Exercise objective: Consider the listing below. Extract exactly the lines from the line containing "Two sinks are" to the line containing "a bounded queue.", both included.

Records to use below:

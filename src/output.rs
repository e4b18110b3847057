//! # Page Output Sinks
//!
//! `PageOutput` is the hand-off seam between a page builder and whatever
//! consumes its pages: a filter stage, an output plugin, or a queue into
//! another worker thread. Ownership of each page's buffer passes to the
//! sink with `add`; `finish` signals a clean end of stream and `close`
//! signals an abort.
//!
//! Two sinks are provided:
//!
//! - `PageCollector`: in-process accumulator with a cloneable handle, for
//!   direct consumers and tests.
//! - `ChannelPageOutput`: bounded cross-thread hand-off over a standard
//!   sync channel; the receiving stage drains `Page`s at its own pace and
//!   sees end-of-stream when the sender side is dropped.

use std::sync::atomic::{AtomicBool, Ordering};
use std::sync::{mpsc, Arc};

use eyre::Result;
use parking_lot::Mutex;

use crate::page::Page;

/// Consumer of finished pages. `add` transfers buffer ownership; the
/// builder treats all three calls as opaque and synchronous, so a sink may
/// block on I/O or on a bounded queue.
pub trait PageOutput: Send {
    fn add(&mut self, page: Page) -> Result<()>;

    /// No more pages will arrive; the stream completed normally.
    fn finish(&mut self) -> Result<()>;

    /// Abort signal. May arrive without a prior `finish`.
    fn close(&mut self) -> Result<()>;
}

/// Collects pages in memory behind a cloneable handle.
///
/// The handle half survives the builder taking the sink half, so a test or
/// an in-process consumer can inspect what arrived:
///
/// ```ignore
/// let collector = PageCollector::new();
/// let mut builder = PageBuilder::new(allocator, schema, Box::new(collector.clone()));
/// // ... build ...
/// builder.finish()?;
/// let pages = collector.take_pages();
/// ```
#[derive(Clone, Default)]
pub struct PageCollector {
    inner: Arc<CollectorInner>,
}

#[derive(Default)]
struct CollectorInner {
    pages: Mutex<Vec<Page>>,
    finished: AtomicBool,
    closed: AtomicBool,
}

impl PageCollector {
    pub fn new() -> Self {
        Self::default()
    }

    /// Drains every collected page out of the sink.
    pub fn take_pages(&self) -> Vec<Page> {
        std::mem::take(&mut *self.inner.pages.lock())
    }

    pub fn page_count(&self) -> usize {
        self.inner.pages.lock().len()
    }

    pub fn is_finished(&self) -> bool {
        self.inner.finished.load(Ordering::Acquire)
    }

    pub fn is_closed(&self) -> bool {
        self.inner.closed.load(Ordering::Acquire)
    }
}

impl PageOutput for PageCollector {
    fn add(&mut self, page: Page) -> Result<()> {
        self.inner.pages.lock().push(page);
        Ok(())
    }

    fn finish(&mut self) -> Result<()> {
        self.inner.finished.store(true, Ordering::Release);
        Ok(())
    }

    fn close(&mut self) -> Result<()> {
        self.inner.closed.store(true, Ordering::Release);
        Ok(())
    }
}

/// Forwards pages into a bounded channel feeding another pipeline stage.
///
/// `finish` and `close` both drop the sender, which the receiving stage
/// observes as channel disconnection - its signal that no more pages will
/// ever arrive.
pub struct ChannelPageOutput {
    sender: Option<mpsc::SyncSender<Page>>,
}

impl ChannelPageOutput {
    pub fn new(sender: mpsc::SyncSender<Page>) -> Self {
        Self {
            sender: Some(sender),
        }
    }
}

impl PageOutput for ChannelPageOutput {
    fn add(&mut self, page: Page) -> Result<()> {
        let sender = self
            .sender
            .as_ref()
            .ok_or_else(|| eyre::eyre!("page channel is already closed"))?;
        sender
            .send(page)
            .map_err(|_| eyre::eyre!("page channel receiver disconnected"))
    }

    fn finish(&mut self) -> Result<()> {
        self.sender = None;
        Ok(())
    }

    fn close(&mut self) -> Result<()> {
        self.sender = None;
        Ok(())
    }
}
//! # Buffer Allocators
//!
//! Page builders obtain their buffers through the `BufferAllocator` trait so
//! an engine can decide the pooling strategy per execution plan. Allocators
//! are the one shared component that must tolerate concurrent use: every
//! parallel worker owns its own builder, but all builders draw from the same
//! allocator.
//!
//! Two implementations are provided:
//!
//! - `HeapBufferAllocator`: every allocation is a fresh zeroed heap block.
//! - `PooledBufferAllocator`: page-sized allocations are recycled through
//!   lock-sharded free lists; buffers return to their shard when dropped,
//!   so a steady-state pipeline stops allocating entirely.
//!
//! Requests larger than the allocator's page size are served exactly-sized
//! from the heap and are not pooled.

use std::sync::atomic::{AtomicUsize, Ordering};
use std::sync::Arc;

use parking_lot::Mutex;

use crate::memory::Buffer;

/// Default buffer capacity handed to page builders.
pub const DEFAULT_PAGE_SIZE: usize = 32 * 1024;

/// Number of free-list shards; spreads lock traffic when many workers
/// allocate and release concurrently.
const POOL_SHARD_COUNT: usize = 8;

pub(crate) type FreeList = Mutex<Vec<Box<[u8]>>>;

/// Source of buffers for page builders. Implementations must be safe to
/// share across worker threads.
pub trait BufferAllocator: Send + Sync {
    /// Returns a buffer with capacity of at least `min_capacity`, typically
    /// the allocator's page size.
    fn allocate(&self, min_capacity: usize) -> Buffer;

    fn page_size(&self) -> usize;
}

/// Allocates a fresh heap buffer per request. No reuse.
#[derive(Debug, Clone)]
pub struct HeapBufferAllocator {
    page_size: usize,
}

impl HeapBufferAllocator {
    pub fn new() -> Self {
        Self::with_page_size(DEFAULT_PAGE_SIZE)
    }

    pub fn with_page_size(page_size: usize) -> Self {
        Self { page_size }
    }
}

impl Default for HeapBufferAllocator {
    fn default() -> Self {
        Self::new()
    }
}

impl BufferAllocator for HeapBufferAllocator {
    fn allocate(&self, min_capacity: usize) -> Buffer {
        Buffer::heap(min_capacity.max(self.page_size))
    }

    fn page_size(&self) -> usize {
        self.page_size
    }
}

/// Recycles page-sized buffers through sharded free lists.
///
/// Cloning shares the underlying pool. Released buffers return to the shard
/// they were drawn from.
pub struct PooledBufferAllocator {
    page_size: usize,
    shards: Vec<Arc<FreeList>>,
    next_shard: AtomicUsize,
}

impl PooledBufferAllocator {
    /// Creates a pool with `initial_capacity` buffers of `page_size` bytes
    /// pre-allocated, distributed evenly across shards.
    pub fn new(page_size: usize, initial_capacity: usize) -> Self {
        let shards: Vec<Arc<FreeList>> = (0..POOL_SHARD_COUNT)
            .map(|_| Arc::new(Mutex::new(Vec::new())))
            .collect();

        let per_shard = initial_capacity / POOL_SHARD_COUNT;
        let remainder = initial_capacity % POOL_SHARD_COUNT;
        for (i, shard) in shards.iter().enumerate() {
            let count = per_shard + usize::from(i < remainder);
            let mut guard = shard.lock();
            for _ in 0..count {
                guard.push(vec![0u8; page_size].into_boxed_slice());
            }
        }

        Self {
            page_size,
            shards,
            next_shard: AtomicUsize::new(0),
        }
    }

    /// Buffers currently idle in the pool, across all shards.
    pub fn available(&self) -> usize {
        self.shards.iter().map(|s| s.lock().len()).sum()
    }
}

impl BufferAllocator for PooledBufferAllocator {
    fn allocate(&self, min_capacity: usize) -> Buffer {
        if min_capacity > self.page_size {
            // Oversized requests bypass the pool; a record wider than the
            // page size needs its own exactly-sized allocation.
            tracing::debug!(min_capacity, page_size = self.page_size, "oversized buffer request");
            return Buffer::heap(min_capacity);
        }

        let shard_idx = self.next_shard.fetch_add(1, Ordering::Relaxed) % POOL_SHARD_COUNT;
        let shard = &self.shards[shard_idx];
        let bytes = shard.lock().pop();
        let bytes = bytes.unwrap_or_else(|| {
            tracing::debug!(page_size = self.page_size, "pool empty, growing");
            vec![0u8; self.page_size].into_boxed_slice()
        });
        Buffer::pooled(bytes, Arc::clone(shard))
    }

    fn page_size(&self) -> usize {
        self.page_size
    }
}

End of Records to use.

Your response:
//! Two sinks are provided:
//!
//! - `PageCollector`: in-process accumulator with a cloneable handle, for
//!   direct consumers and tests.
//! - `ChannelPageOutput`: bounded cross-thread hand-off over a standard
//!   sync channel; the receiving stage drains `Page`s at its own pace and
//!   sees end-of-stream when the sender side is dropped.

use std::sync::atomic::{AtomicBool, Ordering};
use std::sync::{mpsc, Arc};

use eyre::Result;
use parking_lot::Mutex;

use crate::page::Page;

/// Consumer of finished pages. `add` transfers buffer ownership; the
/// builder treats all three calls as opaque and synchronous, so a sink may
/// block on I/O or on a bounded queue.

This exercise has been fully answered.